● **Required action**
The data below should be copied over with complete accuracy.

(Stored items)
◇ ◇ ◇
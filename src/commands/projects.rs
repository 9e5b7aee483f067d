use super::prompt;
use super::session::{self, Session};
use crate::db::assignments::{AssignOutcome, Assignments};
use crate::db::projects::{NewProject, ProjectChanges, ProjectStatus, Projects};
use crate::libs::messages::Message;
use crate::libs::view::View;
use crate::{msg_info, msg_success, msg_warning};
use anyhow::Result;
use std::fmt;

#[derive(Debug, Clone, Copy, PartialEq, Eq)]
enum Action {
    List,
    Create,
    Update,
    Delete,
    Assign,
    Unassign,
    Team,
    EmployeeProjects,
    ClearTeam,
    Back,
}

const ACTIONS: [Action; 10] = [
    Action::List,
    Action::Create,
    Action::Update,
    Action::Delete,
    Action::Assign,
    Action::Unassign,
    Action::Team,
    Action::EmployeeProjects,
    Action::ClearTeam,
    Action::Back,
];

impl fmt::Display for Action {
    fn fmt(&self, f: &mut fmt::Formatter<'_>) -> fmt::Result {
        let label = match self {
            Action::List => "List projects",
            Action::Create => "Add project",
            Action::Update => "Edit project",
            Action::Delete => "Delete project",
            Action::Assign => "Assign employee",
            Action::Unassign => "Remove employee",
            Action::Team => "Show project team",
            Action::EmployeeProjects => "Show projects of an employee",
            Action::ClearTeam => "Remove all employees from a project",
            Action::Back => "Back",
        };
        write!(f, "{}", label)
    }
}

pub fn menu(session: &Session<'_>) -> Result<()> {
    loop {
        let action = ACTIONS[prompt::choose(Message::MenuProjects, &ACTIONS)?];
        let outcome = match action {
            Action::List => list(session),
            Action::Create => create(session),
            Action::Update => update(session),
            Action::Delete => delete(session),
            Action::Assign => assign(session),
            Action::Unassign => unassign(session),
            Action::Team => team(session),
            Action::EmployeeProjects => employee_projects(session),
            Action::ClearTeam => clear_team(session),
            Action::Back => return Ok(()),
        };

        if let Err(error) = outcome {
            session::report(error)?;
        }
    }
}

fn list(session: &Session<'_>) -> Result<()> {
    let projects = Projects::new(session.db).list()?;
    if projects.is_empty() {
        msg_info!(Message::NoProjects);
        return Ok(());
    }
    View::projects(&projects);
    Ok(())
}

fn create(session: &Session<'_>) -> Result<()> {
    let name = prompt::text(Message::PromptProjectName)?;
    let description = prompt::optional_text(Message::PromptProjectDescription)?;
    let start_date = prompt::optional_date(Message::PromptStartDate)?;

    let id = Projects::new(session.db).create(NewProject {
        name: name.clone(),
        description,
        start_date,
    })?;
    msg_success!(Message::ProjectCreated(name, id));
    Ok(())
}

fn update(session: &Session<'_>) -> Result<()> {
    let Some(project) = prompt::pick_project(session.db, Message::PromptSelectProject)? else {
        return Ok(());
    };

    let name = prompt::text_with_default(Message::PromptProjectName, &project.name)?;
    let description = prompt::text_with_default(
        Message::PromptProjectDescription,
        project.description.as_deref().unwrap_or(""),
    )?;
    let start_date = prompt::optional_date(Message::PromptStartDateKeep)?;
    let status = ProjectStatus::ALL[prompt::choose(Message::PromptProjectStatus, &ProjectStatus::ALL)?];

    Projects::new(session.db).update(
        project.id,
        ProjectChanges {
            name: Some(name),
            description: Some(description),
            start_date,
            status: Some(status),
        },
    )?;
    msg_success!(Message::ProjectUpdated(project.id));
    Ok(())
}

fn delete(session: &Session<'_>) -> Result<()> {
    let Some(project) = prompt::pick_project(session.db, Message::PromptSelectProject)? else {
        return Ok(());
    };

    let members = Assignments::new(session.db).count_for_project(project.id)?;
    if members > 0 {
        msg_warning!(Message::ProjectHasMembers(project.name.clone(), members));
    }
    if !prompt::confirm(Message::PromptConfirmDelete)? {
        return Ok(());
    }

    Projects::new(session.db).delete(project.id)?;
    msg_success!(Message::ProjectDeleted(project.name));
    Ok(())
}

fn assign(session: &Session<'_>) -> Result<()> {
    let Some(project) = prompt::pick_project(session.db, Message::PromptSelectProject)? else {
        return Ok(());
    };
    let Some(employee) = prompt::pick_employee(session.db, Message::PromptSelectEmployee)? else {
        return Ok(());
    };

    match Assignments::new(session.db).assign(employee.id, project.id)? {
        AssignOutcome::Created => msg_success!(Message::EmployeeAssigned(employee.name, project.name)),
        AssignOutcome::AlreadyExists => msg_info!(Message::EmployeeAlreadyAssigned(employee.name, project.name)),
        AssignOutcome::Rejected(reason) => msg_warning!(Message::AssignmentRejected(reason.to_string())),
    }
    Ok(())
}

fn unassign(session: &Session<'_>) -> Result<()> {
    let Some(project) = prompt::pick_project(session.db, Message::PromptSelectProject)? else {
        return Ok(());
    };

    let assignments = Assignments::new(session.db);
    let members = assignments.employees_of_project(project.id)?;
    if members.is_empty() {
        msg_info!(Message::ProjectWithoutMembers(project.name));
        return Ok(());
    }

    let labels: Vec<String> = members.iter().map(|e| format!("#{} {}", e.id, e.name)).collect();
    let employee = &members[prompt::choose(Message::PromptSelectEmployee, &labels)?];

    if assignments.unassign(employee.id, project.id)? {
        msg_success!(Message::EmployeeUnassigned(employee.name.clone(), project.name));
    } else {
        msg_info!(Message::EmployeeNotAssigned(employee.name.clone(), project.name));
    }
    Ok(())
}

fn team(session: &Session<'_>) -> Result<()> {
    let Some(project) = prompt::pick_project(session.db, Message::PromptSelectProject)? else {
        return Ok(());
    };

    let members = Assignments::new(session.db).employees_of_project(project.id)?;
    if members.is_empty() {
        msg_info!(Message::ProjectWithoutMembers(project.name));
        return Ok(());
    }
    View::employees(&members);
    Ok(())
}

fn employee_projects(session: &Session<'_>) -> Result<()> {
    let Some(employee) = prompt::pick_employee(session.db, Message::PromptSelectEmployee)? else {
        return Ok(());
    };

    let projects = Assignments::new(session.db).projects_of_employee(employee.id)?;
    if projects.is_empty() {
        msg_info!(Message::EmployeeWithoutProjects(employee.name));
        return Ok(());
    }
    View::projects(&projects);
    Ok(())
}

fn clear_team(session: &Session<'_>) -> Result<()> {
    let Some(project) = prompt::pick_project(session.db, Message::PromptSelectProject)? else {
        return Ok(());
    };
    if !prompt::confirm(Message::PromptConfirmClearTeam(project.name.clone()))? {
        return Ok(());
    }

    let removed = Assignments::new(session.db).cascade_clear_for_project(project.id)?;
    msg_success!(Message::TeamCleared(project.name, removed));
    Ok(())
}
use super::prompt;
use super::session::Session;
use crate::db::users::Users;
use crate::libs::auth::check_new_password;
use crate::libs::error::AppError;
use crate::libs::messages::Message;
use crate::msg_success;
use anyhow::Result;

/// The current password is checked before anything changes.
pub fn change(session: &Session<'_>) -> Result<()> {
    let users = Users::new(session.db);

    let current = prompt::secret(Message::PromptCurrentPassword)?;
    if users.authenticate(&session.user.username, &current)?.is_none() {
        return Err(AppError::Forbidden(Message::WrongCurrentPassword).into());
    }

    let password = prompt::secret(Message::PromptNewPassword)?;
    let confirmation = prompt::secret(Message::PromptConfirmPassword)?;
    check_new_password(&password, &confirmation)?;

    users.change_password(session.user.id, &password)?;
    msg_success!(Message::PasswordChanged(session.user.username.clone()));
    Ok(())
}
◇ ◇ ◇
● **Response for this exercise**
filename src/commands/projects.rs
repository 9e5b7aee483f067d
use super::prompt;
use super::session::{self, Session};
use crate::db::assignments::{AssignOutcome, Assignments};
use crate::db::projects::{NewProject, ProjectChanges, ProjectStatus, Projects};
use crate::libs::messages::Message;
use crate::libs::view::View;
use crate::{msg_info, msg_success, msg_warning};
use anyhow::Result;
use std::fmt;

#[derive(Debug, Clone, Copy, PartialEq, Eq)]
enum Action {
    List,
    Create,
    Update,
    Delete,
    Assign,
    Unassign,
    Team,
    EmployeeProjects,
    ClearTeam,
    Back,
}

const ACTIONS: [Action; 10] = [
    Action::List,
    Action::Create,
    Action::Update,
    Action::Delete,
    Action::Assign,
    Action::Unassign,
    Action::Team,
    Action::EmployeeProjects,
    Action::ClearTeam,
    Action::Back,
];

impl fmt::Display for Action {
    fn fmt(&self, f: &mut fmt::Formatter<'_>) -> fmt::Result {
        let label = match self {
            Action::List => "List projects",
            Action::Create => "Add project",
            Action::Update => "Edit project",
            Action::Delete => "Delete project",
            Action::Assign => "Assign employee",
            Action::Unassign => "Remove employee",
            Action::Team => "Show project team",
            Action::EmployeeProjects => "Show projects of an employee",
            Action::ClearTeam => "Remove all employees from a project",
            Action::Back => "Back",
        };
        write!(f, "{}", label)
    }
}

pub fn menu(session: &Session<'_>) -> Result<()> {
    loop {
        let action = ACTIONS[prompt::choose(Message::MenuProjects, &ACTIONS)?];
        let outcome = match action {
            Action::List => list(session),
            Action::Create => create(session),
            Action::Update => update(session),
            Action::Delete => delete(session),
            Action::Assign => assign(session),
            Action::Unassign => unassign(session),
            Action::Team => team(session),
            Action::EmployeeProjects => employee_projects(session),
            Action::ClearTeam => clear_team(session),
            Action::Back => return Ok(()),
        };

        if let Err(error) = outcome {
            session::report(error)?;
        }
    }
}

fn list(session: &Session<'_>) -> Result<()> {
    let projects = Projects::new(session.db).list()?;
    if projects.is_empty() {
        msg_info!(Message::NoProjects);
        return Ok(());
    }
    View::projects(&projects);
    Ok(())
}

fn create(session: &Session<'_>) -> Result<()> {
    let name = prompt::text(Message::PromptProjectName)?;
    let description = prompt::optional_text(Message::PromptProjectDescription)?;
    let start_date = prompt::optional_date(Message::PromptStartDate)?;

    let id = Projects::new(session.db).create(NewProject {
        name: name.clone(),
        description,
        start_date,
    })?;
    msg_success!(Message::ProjectCreated(name, id));
    Ok(())
}

fn update(session: &Session<'_>) -> Result<()> {
    let Some(project) = prompt::pick_project(session.db, Message::PromptSelectProject)? else {
        return Ok(());
    };

    let name = prompt::text_with_default(Message::PromptProjectName, &project.name)?;
    let description = prompt::text_with_default(
        Message::PromptProjectDescription,
        project.description.as_deref().unwrap_or(""),
    )?;
    let start_date = prompt::optional_date(Message::PromptStartDateKeep)?;
    let status = ProjectStatus::ALL[prompt::choose(Message::PromptProjectStatus, &ProjectStatus::ALL)?];

    Projects::new(session.db).update(
        project.id,
        ProjectChanges {
            name: Some(name),
            description: Some(description),
            start_date,
            status: Some(status),
        },
    )?;
    msg_success!(Message::ProjectUpdated(project.id));
    Ok(())
}

fn delete(session: &Session<'_>) -> Result<()> {
    let Some(project) = prompt::pick_project(session.db, Message::PromptSelectProject)? else {
        return Ok(());
    };

    let members = Assignments::new(session.db).count_for_project(project.id)?;
    if members > 0 {
        msg_warning!(Message::ProjectHasMembers(project.name.clone(), members));
    }
    if !prompt::confirm(Message::PromptConfirmDelete)? {
        return Ok(());
    }

    Projects::new(session.db).delete(project.id)?;
    msg_success!(Message::ProjectDeleted(project.name));
    Ok(())
}

fn assign(session: &Session<'_>) -> Result<()> {
    let Some(project) = prompt::pick_project(session.db, Message::PromptSelectProject)? else {
        return Ok(());
    };
    let Some(employee) = prompt::pick_employee(session.db, Message::PromptSelectEmployee)? else {
        return Ok(());
    };

    match Assignments::new(session.db).assign(employee.id, project.id)? {
        AssignOutcome::Created => msg_success!(Message::EmployeeAssigned(employee.name, project.name)),
        AssignOutcome::AlreadyExists => msg_info!(Message::EmployeeAlreadyAssigned(employee.name, project.name)),
        AssignOutcome::Rejected(reason) => msg_warning!(Message::AssignmentRejected(reason.to_string())),
    }
    Ok(())
}

fn unassign(session: &Session<'_>) -> Result<()> {
    let Some(project) = prompt::pick_project(session.db, Message::PromptSelectProject)? else {
        return Ok(());
    };

    let assignments = Assignments::new(session.db);
    let members = assignments.employees_of_project(project.id)?;
    if members.is_empty() {
        msg_info!(Message::ProjectWithoutMembers(project.name));
        return Ok(());
    }

    let labels: Vec<String> = members.iter().map(|e| format!("#{} {}", e.id, e.name)).collect();
    let employee = &members[prompt::choose(Message::PromptSelectEmployee, &labels)?];

    if assignments.unassign(employee.id, project.id)? {
        msg_success!(Message::EmployeeUnassigned(employee.name.clone(), project.name));
    } else {
        msg_info!(Message::EmployeeNotAssigned(employee.name.clone(), project.name));
    }
    Ok(())
}

fn team(session: &Session<'_>) -> Result<()> {
    let Some(project) = prompt::pick_project(session.db, Message::PromptSelectProject)? else {
        return Ok(());
    };

    let members = Assignments::new(session.db).employees_of_project(project.id)?;
    if members.is_empty() {
        msg_info!(Message::ProjectWithoutMembers(project.name));
        return Ok(());
    }
    View::employees(&members);
    Ok(())
}

fn employee_projects(session: &Session<'_>) -> Result<()> {
    let Some(employee) = prompt::pick_employee(session.db, Message::PromptSelectEmployee)? else {
        return Ok(());
    };

    let projects = Assignments::new(session.db).projects_of_employee(employee.id)?;
    if projects.is_empty() {
        msg_info!(Message::EmployeeWithoutProjects(employee.name));
        return Ok(());
    }
    View::projects(&projects);
    Ok(())
}

fn clear_team(session: &Session<'_>) -> Result<()> {
    let Some(project) = prompt::pick_project(session.db, Message::PromptSelectProject)? else {
        return Ok(());
    };
    if !prompt::confirm(Message::PromptConfirmClearTeam(project.name.clone()))? {
        return Ok(());
    }

    let removed = Assignments::new(session.db).cascade_clear_for_project(project.id)?;
    msg_success!(Message::TeamCleared(project.name, removed));
    Ok(())
}
use super::prompt;
use super::session::Session;
use crate::db::users::Users;
use crate::libs::auth::check_new_password;
use crate::libs::error::AppError;
use crate::libs::messages::Message;
use crate::msg_success;
use anyhow::Result;

/// The current password is checked before anything changes.
pub fn change(session: &Session<'_>) -> Result<()> {
    let users = Users::new(session.db);

    let current = prompt::secret(Message::PromptCurrentPassword)?;
    if users.authenticate(&session.user.username, &current)?.is_none() {
        return Err(AppError::Forbidden(Message::WrongCurrentPassword).into());
    }

    let password = prompt::secret(Message::PromptNewPassword)?;
    let confirmation = prompt::secret(Message::PromptConfirmPassword)?;
    check_new_password(&password, &confirmation)?;

    users.change_password(session.user.id, &password)?;
    msg_success!(Message::PasswordChanged(session.user.username.clone()));
    Ok(())
}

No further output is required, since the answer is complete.